While virtually all vegetables offer excellent nutritional value, some offer particularly high levels of antioxidants. One of the best objective resources to determine the antioxidant power of any vegetable, fruit, herb, or other food is the USDA’s ORAC (Oxygen Radical Absorbance Capacity) report. I like to aim for at least 10,000 ORAC units a day, which is easily obtained from a few servings of the top fruits and vegetables (the USDA recommends a much lower number, between 3,000 and 5,000 per day).

Here (in alphabetical order, not point value order; but don’t worry—they’re all gold medal winners) is a list of some of the highest antioxidant vegetables. Make a special effort to include these regularly in your meals: avocado, beets, broccoli, Brussels sprouts, carrots, cauliflower, eggplant, garlic, kale, onion, peas, red bell pepper, spinach, yellow squash


It may take some acclimation to center your diet around vegetables, as we are so accustomed to reaching for packaged, high-carbohydrate snacks as a first option. Reject your attachment to cultural meal traditions centered on starches or grains and get wild and colorful with your meals!
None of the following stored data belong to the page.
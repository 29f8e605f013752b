//! Wire types mirrored from the backend's JSON, plus the API error and the
//! [`RunsApi`] seam the views depend on.

use serde::{Deserialize, Serialize};

// =============================================================================
// ERROR
// =============================================================================

/// Errors produced by backend API calls.
#[derive(Debug, thiserror::Error)]
pub enum ApiError {
    /// The underlying HTTP client could not be constructed.
    #[error("HTTP client build failed: {0}")]
    HttpClientBuild(String),

    /// A URL could not be built from the base URL and path.
    #[error("invalid URL: {0}")]
    InvalidUrl(String),

    /// The request never produced a response.
    #[error("request to {path} failed: {message}")]
    Request { path: String, message: String },

    /// The backend answered with a non-success status.
    #[error("{path} returned HTTP {status}: {body}")]
    Status { path: String, status: u16, body: String },

    /// The response body could not be deserialized.
    #[error("response from {path} could not be decoded: {message}")]
    Decode { path: String, message: String },
}

impl ApiError {
    pub fn is_not_found(&self) -> bool {
        matches!(self, Self::Status { status: 404, .. })
    }
}

// =============================================================================
// RUNS
// =============================================================================

/// One row of `GET /runs`.
#[derive(Clone, Debug, PartialEq, Serialize, Deserialize)]
pub struct Run {
    pub run_id: String,
    #[serde(default)]
    pub prompt: String,
    pub status: String,
    #[serde(default)]
    pub created_at: String,
    #[serde(default, skip_serializing_if = "Option::is_none")]
    pub finished_at: Option<String>,
    /// Wall-clock seconds, when the backend reports it.
    #[serde(default, skip_serializing_if = "Option::is_none")]
    pub duration: Option<f64>,
}

/// The original submission echoed back inside a [`RunDetail`].
#[derive(Clone, Debug, Default, PartialEq, Eq, Serialize, Deserialize)]
pub struct RunInputs {
    #[serde(default)]
    pub prompt: String,
    #[serde(default, skip_serializing_if = "Option::is_none")]
    pub negative_prompt: Option<String>,
    #[serde(default, skip_serializing_if = "Option::is_none")]
    pub seed: Option<i64>,
    #[serde(default, skip_serializing_if = "Option::is_none")]
    pub logo_image: Option<String>,
    #[serde(default, skip_serializing_if = "Option::is_none")]
    pub mood_image: Option<String>,
}

/// A generated output file.
#[derive(Clone, Debug, PartialEq, Eq, Serialize, Deserialize)]
pub struct Artifact {
    /// MIME-ish type string such as `image/png`, `image` or `video/mp4`.
    #[serde(rename = "type")]
    pub kind: String,
    pub url: String,
    #[serde(default, skip_serializing_if = "Option::is_none")]
    pub filename: Option<String>,
    /// Size in bytes.
    #[serde(default, skip_serializing_if = "Option::is_none")]
    pub size: Option<u64>,
}

/// `GET /runs/{id}` and the cancel/finalize responses.
#[derive(Clone, Debug, PartialEq, Serialize, Deserialize)]
pub struct RunDetail {
    pub run_id: String,
    pub status: String,
    #[serde(default)]
    pub created_at: String,
    #[serde(default, skip_serializing_if = "Option::is_none")]
    pub finished_at: Option<String>,
    #[serde(default, skip_serializing_if = "Option::is_none")]
    pub prompt: Option<String>,
    #[serde(default, skip_serializing_if = "Option::is_none")]
    pub duration: Option<f64>,
    #[serde(default)]
    pub inputs: RunInputs,
    #[serde(default, skip_serializing_if = "Option::is_none")]
    pub artifacts: Option<Vec<Artifact>>,
    #[serde(default, skip_serializing_if = "Option::is_none")]
    pub logs_url: Option<String>,
}

impl RunDetail {
    pub fn artifacts(&self) -> &[Artifact] {
        self.artifacts.as_deref().unwrap_or_default()
    }
}

// =============================================================================
// SUBMISSION
// =============================================================================

/// JSON body for `POST /generate`. Absent optionals are omitted.
#[derive(Clone, Debug, Default, PartialEq, Eq, Serialize, Deserialize)]
pub struct CreateRunRequest {
    pub prompt: String,
    #[serde(default, skip_serializing_if = "Option::is_none")]
    pub negative_prompt: Option<String>,
    #[serde(default, skip_serializing_if = "Option::is_none")]
    pub seed: Option<i64>,
    #[serde(default, skip_serializing_if = "Option::is_none")]
    pub logo_image: Option<String>,
    #[serde(default, skip_serializing_if = "Option::is_none")]
    pub mood_image: Option<String>,
}

#[derive(Clone, Debug, PartialEq, Eq, Serialize, Deserialize)]
pub struct CreateRunResponse {
    pub run_id: String,
    pub status: String,
    #[serde(default, skip_serializing_if = "Option::is_none")]
    pub prompt_id: Option<String>,
    /// Set when the run was created but generation could not be started.
    #[serde(default, skip_serializing_if = "Option::is_none")]
    pub error: Option<String>,
}

/// A file attached to a multipart submission.
#[derive(Clone, Debug, PartialEq, Eq)]
pub struct UploadFile {
    pub filename: String,
    pub bytes: Vec<u8>,
}

/// Multipart body for `POST /generate`: a recipe path plus any files.
#[derive(Clone, Debug, PartialEq, Eq)]
pub struct UploadRequest {
    pub recipe_path: String,
    pub files: Vec<UploadFile>,
}

#[derive(Clone, Copy, Debug, PartialEq, Eq, Deserialize)]
pub struct Health {
    #[serde(default)]
    pub ok: bool,
}

// =============================================================================
// RUNS API TRAIT
// =============================================================================

/// The backend calls the views make. Enables mocking in tests.
#[async_trait::async_trait]
pub trait RunsApi: Send + Sync {
    /// `POST /generate` with a JSON body.
    async fn create_run(&self, request: &CreateRunRequest) -> Result<CreateRunResponse, ApiError>;

    /// `POST /generate` with a multipart body.
    async fn create_run_upload(&self, upload: &UploadRequest) -> Result<CreateRunResponse, ApiError>;

    /// `GET /runs`.
    async fn list_runs(&self) -> Result<Vec<Run>, ApiError>;

    /// `GET /runs/{id}`.
    async fn get_run(&self, run_id: &str) -> Result<RunDetail, ApiError>;

    /// `POST /runs/{id}/cancel`.
    async fn cancel_run(&self, run_id: &str) -> Result<RunDetail, ApiError>;

    /// `POST /finalize/{id}`.
    async fn finalize_run(&self, run_id: &str) -> Result<RunDetail, ApiError>;
}

#[cfg(test)]
#[path = "types_test.rs"]
mod tests;
//! Generated asset list with an optional lightbox preview.

use super::style::Style;
use crate::net::types::Artifact;
use crate::state::assets::{AssetGridState, AssetKind, display_name, size_label};

pub fn render(artifacts: &[Artifact], grid: &AssetGridState, style: Style) -> String {
    let mut out = String::new();
    for (index, artifact) in artifacts.iter().enumerate() {
        let badge = match AssetKind::classify(&artifact.kind) {
            AssetKind::Image => "image",
            AssetKind::Video => "video",
            AssetKind::Other => "file",
        };
        let mut line = format!("  {}. {} [{badge}] {}", index + 1, style.bold(&display_name(artifact, index)), artifact.kind);
        if let Some(size) = size_label(artifact.size) {
            line.push_str(&format!("  {size}"));
        }
        out.push_str(&line);
        out.push('\n');
        out.push_str(&format!("     {}\n", style.dim(&artifact.url)));
    }

    if let Some(url) = &grid.selected {
        out.push_str(&format!("\nPreview: {url}\n"));
    }
    out
}
use super::*;
use std::sync::Arc;
use std::sync::atomic::{AtomicUsize, Ordering};

fn counting_poller(period: Duration) -> (PollHandle, Arc<AtomicUsize>) {
    let count = Arc::new(AtomicUsize::new(0));
    let ticks = Arc::clone(&count);
    let handle = spawn_poller(period, move || {
        let ticks = Arc::clone(&ticks);
        async move {
            ticks.fetch_add(1, Ordering::SeqCst);
        }
    });
    (handle, count)
}

#[tokio::test(start_paused = true)]
async fn first_tick_is_immediate() {
    let (_handle, count) = counting_poller(Duration::from_secs(3));
    tokio::time::sleep(Duration::from_millis(10)).await;
    assert_eq!(count.load(Ordering::SeqCst), 1);
}

#[tokio::test(start_paused = true)]
async fn ticks_once_per_period() {
    let (_handle, count) = counting_poller(Duration::from_secs(1));
    tokio::time::sleep(Duration::from_millis(3_500)).await;
    // t = 0, 1, 2, 3
    assert_eq!(count.load(Ordering::SeqCst), 4);
}

#[tokio::test(start_paused = true)]
async fn dropping_handle_stops_ticks() {
    let (handle, count) = counting_poller(Duration::from_secs(1));
    tokio::time::sleep(Duration::from_millis(2_500)).await;
    let before = count.load(Ordering::SeqCst);
    assert!(before >= 2);

    drop(handle);
    tokio::time::sleep(Duration::from_secs(10)).await;
    assert_eq!(count.load(Ordering::SeqCst), before);
}

#[tokio::test(start_paused = true)]
async fn stop_ends_the_loop() {
    let (handle, count) = counting_poller(Duration::from_millis(500));
    tokio::time::sleep(Duration::from_millis(100)).await;
    handle.stop();
    tokio::time::sleep(Duration::from_secs(5)).await;
    assert_eq!(count.load(Ordering::SeqCst), 1);
}

#[tokio::test(start_paused = true)]
async fn slow_ticks_do_not_delay_the_next_one() {
    let started = Arc::new(AtomicUsize::new(0));
    let seen = Arc::clone(&started);
    let _handle = spawn_poller(Duration::from_secs(1), move || {
        let seen = Arc::clone(&seen);
        async move {
            seen.fetch_add(1, Ordering::SeqCst);
            tokio::time::sleep(Duration::from_secs(60)).await;
        }
    });

    tokio::time::sleep(Duration::from_millis(2_500)).await;
    assert_eq!(started.load(Ordering::SeqCst), 3);
}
If, for reasons of budget or availability, you decide to eat nonorganic produce, note that there are varying levels of residue exposure risk depending on the item. Be particularly careful to avoid conventional sources of vegetables that have a large surface area (leafy greens, including spinach and lettuce, are treated with some of the most potent pesticides) or a skin that is consumed (bell peppers are perhaps the most pesticidetainted vegetable; also avoid conventional celery, cucumbers, green beans, winter squash, and carrots). If you do find yourself purchasing these, be sure to soak and/or rinse them with soap or a “fruit and vegetable wash” solution, which you can find in any health food store. On the other hand, conventional broccoli (also a good source of omega-3s), asparagus, avocados, cabbage, onions, and other vegetables with an easily washable or non-edible skin have minimal pesticide exposure risk.

Fruits

Fruits are outstanding sources of fiber, vitamins, minerals, phenols, antioxidants, and other micronutrients. Generally speaking, the
Primal Blueprint
plan allows you to eat generous amounts of fruit (unlike many low-carb programs), with a few important caveats. For one, modern cultivation and chemical treatments have resulted in fruits that are large, brightly colored, uniformly shaped, and extra sweet, with much less micro-nutrition than the small, varied, highly fibrous, deep-colored, less sugary, and less insulin-stimulating fruits that Grok foraged for. As with Olympic gymnasts, higher presentation value means nothing if you receive poor scores in execution.

Choosing the Best Fruits

Three major categories that affect fruit quality are growing methods, nutritional value (glycemic and antioxidant levels), and risk of pesticide exposure. The “Fruit Power Rankings” chart in this section details which types of fruits to enjoy in abundance, which to eat in moderation, and which to strictly avoid. Regarding growing methods, organic fruit offers vastly superior nutritional value to conventionally grown fruits. Some experts estimate that organic fruits are 10 times richer in key micronutrients than their conventional counterparts! Organic fruits must manufacture high levels of antioxidants to defend themselves against pests—something conventional fruits don’t have to worry about, thanks to their treatment with synthetic herbicides and pesticides. (Notice an analogy here? Think Grok and his lean, strong, fit body hustling for food every day versus today’s channel-surfing couch potato enjoying delivered pizza).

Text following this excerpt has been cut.